- Problem to work on: Tell me, please, how many lines in the records below include the word "Full". Give no more than the number.

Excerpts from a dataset

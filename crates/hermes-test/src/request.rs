//! Test request building.

use crate::error::TestError;
use bytes::Bytes;
use hermes_middleware::Request;
use http::{header, HeaderMap, HeaderName, HeaderValue, Method, Uri};
use http_body_util::Full;
use serde::Serialize;
use serde_json::json;

/// A test request that can be run through middleware.
pub struct TestRequest {
    /// HTTP method
    pub method: Method,
    /// Request URI
    pub uri: Uri,
    /// Request headers
    pub headers: HeaderMap,
    /// Request body
    pub body: Bytes,
}

impl TestRequest {
    /// Creates a new GET request.
    pub fn get(uri: impl AsRef<str>) -> TestRequestBuilder {
        TestRequestBuilder::new(Method::GET, uri)
    }

    /// Creates a new POST request.
    pub fn post(uri: impl AsRef<str>) -> TestRequestBuilder {
        TestRequestBuilder::new(Method::POST, uri)
    }

    /// Creates a new PUT request.
    pub fn put(uri: impl AsRef<str>) -> TestRequestBuilder {
        TestRequestBuilder::new(Method::PUT, uri)
    }

    /// Creates a new DELETE request.
    pub fn delete(uri: impl AsRef<str>) -> TestRequestBuilder {
        TestRequestBuilder::new(Method::DELETE, uri)
    }

    /// Converts this request into the middleware [`Request`] type.
    pub fn into_http_request(self) -> Request {
        let mut builder = http::Request::builder().method(self.method).uri(self.uri);

        for (name, value) in &self.headers {
            builder = builder.header(name, value);
        }

        builder.body(Full::new(self.body)).expect("valid request")
    }
}

/// Builder for constructing test requests.
#[must_use]
pub struct TestRequestBuilder {
    method: Method,
    uri: String,
    headers: HeaderMap,
    body: Option<Bytes>,
}

impl TestRequestBuilder {
    /// Creates a new request builder.
    pub fn new(method: Method, uri: impl AsRef<str>) -> Self {
        Self {
            method,
            uri: uri.as_ref().to_string(),
            headers: HeaderMap::new(),
            body: None,
        }
    }

    /// Appends a header to the request.
    ///
    /// Repeated names accumulate into a multi-valued header, which is
    /// what context-from-header tests need.
    pub fn header(mut self, name: impl AsRef<str>, value: impl AsRef<str>) -> Self {
        let name = HeaderName::try_from(name.as_ref()).expect("valid header name");
        let value = HeaderValue::try_from(value.as_ref()).expect("valid header value");
        self.headers.append(name, value);
        self
    }

    /// Sets the Content-Type header.
    pub fn content_type(self, content_type: impl AsRef<str>) -> Self {
        self.header(header::CONTENT_TYPE.as_str(), content_type)
    }

    /// Sets the Authorization header with a Bearer token.
    pub fn bearer_token(self, token: impl AsRef<str>) -> Self {
        self.header(
            header::AUTHORIZATION.as_str(),
            format!("Bearer {}", token.as_ref()),
        )
    }

    /// Sets the raw request body.
    pub fn body(mut self, body: impl Into<Bytes>) -> Self {
        self.body = Some(body.into());
        self
    }

    /// Sets the request body as JSON.
    ///
    /// This also sets the `Content-Type` header to `application/json`.
    pub fn json<T: Serialize>(mut self, value: &T) -> Self {
        let bytes = serde_json::to_vec(value).expect("JSON serialization should succeed");
        self.body = Some(Bytes::from(bytes));
        self.content_type("application/json")
    }

    /// Sets the body to a push message envelope with the given attribute
    /// values, in the shape decoding and context tests expect.
    pub fn push_message(
        self,
        event_type: &str,
        occurred_on: &str,
        correlation_id: &str,
        target: &str,
    ) -> Self {
        self.json(&json!({
            "message": {
                "attributes": {
                    "eventType": event_type,
                    "eventOccurredOn": occurred_on,
                    "correlationId": correlation_id,
                    "target": target,
                }
            }
        }))
    }

    /// Builds the test request.
    pub fn build(self) -> Result<TestRequest, TestError> {
        let uri: Uri = self
            .uri
            .parse()
            .map_err(|e| TestError::RequestBuild(format!("Invalid URI: {e}")))?;

        Ok(TestRequest {
            method: self.method,
            uri,
            headers: self.headers,
            body: self.body.unwrap_or_default(),
        })
    }
}

#[cfg(test)]
mod tests {
    use super::*;
    use serde_json::json;

    #[test]
    fn test_post_request() {
        let request = TestRequest::post("/push").build().unwrap();
        assert_eq!(request.method, Method::POST);
        assert_eq!(request.uri.path(), "/push");
    }

    #[test]
    fn test_repeated_headers_accumulate() {
        let request = TestRequest::post("/push")
            .header("x-context", "a=1")
            .header("x-context", "raw")
            .build()
            .unwrap();

        let values: Vec<_> = request.headers.get_all("x-context").iter().collect();
        assert_eq!(values.len(), 2);
    }

    #[test]
    fn test_bearer_token() {
        let request = TestRequest::post("/push")
            .bearer_token("my_token")
            .build()
            .unwrap();

        assert_eq!(
            request.headers.get("Authorization").unwrap(),
            "Bearer my_token"
        );
    }

    #[test]
    fn test_json_body_sets_content_type() {
        let request = TestRequest::post("/push")
            .json(&json!({"a": 1}))
            .build()
            .unwrap();

        assert_eq!(
            request.headers.get("Content-Type").unwrap(),
            "application/json"
        );
        assert_eq!(request.body.as_ref(), br#"{"a":1}"#);
    }

    #[test]
    fn test_push_message_shape() {
        let request = TestRequest::post("/push")
            .push_message("user.registered", "2024-05-01T10:00:00Z", "corr-1", "billing")
            .build()
            .unwrap();

        let body: serde_json::Value = serde_json::from_slice(&request.body).unwrap();
        assert_eq!(body["message"]["attributes"]["eventType"], "user.registered");
        assert_eq!(body["message"]["attributes"]["target"], "billing");
    }

    #[test]
    fn test_into_http_request() {
        let request = TestRequest::post("/push")
            .header("x-test", "value")
            .build()
            .unwrap()
            .into_http_request();

        assert_eq!(request.method(), Method::POST);
        assert_eq!(request.headers().get("x-test").unwrap(), "value");
    }

    #[test]
    fn test_invalid_uri() {
        let result = TestRequest::get("not a uri").build();
        assert!(result.is_err());
    }
}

- Task output: 2